Eleven days and counting…

Nineteen months have passed since I proposed to Marta. Nineteen months… Wow.

We met six years ago during a turbulent time in my life. My brother, Matthew, and a mutual friend, Jeremy (who’s since crafted our engagement ring and wedding bands), used to work together at a neighborhood restaurant where Marta and I would occasionally bump into one another. I could never, for the life of me, remember her name, but always enjoyed talking with her. It’s Marta, after all. How could you not enjoy talking to her?
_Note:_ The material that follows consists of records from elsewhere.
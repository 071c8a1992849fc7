//! Registry record model: one municipality per input line, plus its derived hash.

use serde::{Deserialize, Serialize};

/// One municipal entry: `TOM;IBGE;NomeTOM;NomeIBGE;UF`.
/// Fields are sanitized at construction (see `parse::parse_line`) and never mutated afterwards.
#[derive(Clone, Debug, PartialEq, Eq, Serialize, Deserialize)]
pub struct Record {
    #[serde(rename = "Tom")]
    pub code_a: String,   // TOM code, primary identifier
    #[serde(rename = "Ibge")]
    pub code_b: String,   // IBGE code, feeds the salt
    #[serde(rename = "NomeTom")]
    pub name_a: String,
    #[serde(rename = "NomeIbge")]
    pub name_b: String,
    #[serde(rename = "Uf")]
    pub region: String,   // upper-cased UF
}

impl Record {
    pub fn new(
        code_a: impl Into<String>,
        code_b: impl Into<String>,
        name_a: impl Into<String>,
        name_b: impl Into<String>,
        region: impl Into<String>,
    ) -> Self {
        Self {
            code_a: code_a.into(),
            code_b: code_b.into(),
            name_a: name_a.into(),
            name_b: name_b.into(),
            region: region.into(),
        }
    }

    /// Display name used for ordering: the IBGE name unless it is blank.
    pub fn preferred_name(&self) -> &str {
        if self.name_b.trim().is_empty() {
            &self.name_a
        } else {
            &self.name_b
        }
    }

    /// Key-derivation input: all five fields joined with `;` in fixed order.
    pub fn canonical_string(&self) -> String {
        format!(
            "{};{};{};{};{}",
            self.code_a, self.code_b, self.name_a, self.name_b, self.region
        )
    }
}

/// A record with its lowercase hex PBKDF2 hash attached.
/// Serializes flat, in the order `Tom, Ibge, NomeTom, NomeIbge, Uf, Hash`.
#[derive(Clone, Debug, PartialEq, Eq, Serialize, Deserialize)]
pub struct HashedRecord {
    #[serde(flatten)]
    pub record: Record,
    #[serde(rename = "Hash")]
    pub hash: String,
}

impl HashedRecord {
    pub fn new(record: Record, hash: String) -> Self {
        Self { record, hash }
    }

    /// Tabular form: `TOM;IBGE;NomeTOM;NomeIBGE;UF;Hash` (no line terminator).
    pub fn to_csv_line(&self) -> String {
        format!("{};{}", self.record.canonical_string(), self.hash)
    }
}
One gorgeous day in late June, Marta, Jeremy, and I spent the afternoon at Montrose Beach (by this time, I’m happy to report, I’d learned her name, though I’d soon realize that my “Mar-ta” pronunciation was unique). We played Frisbee. We lay in the sun. We even looked after a youngster whose dad told him to “stay and play with these people” as he disappeared for several minutes (a favorite memory of the day). And after packing up our camp and heading home, we reconvened some time later at Marta’s apartment for dinner. While Jeremy expertly grilled our steak on the deck, Marta and I cooked together indoors. She made risotto, I sauteed asparagus and portabellas. I’m pretty sure we were both stealing glances at one another, thinking, “This girl/guy is pretty cool.”

And so it began.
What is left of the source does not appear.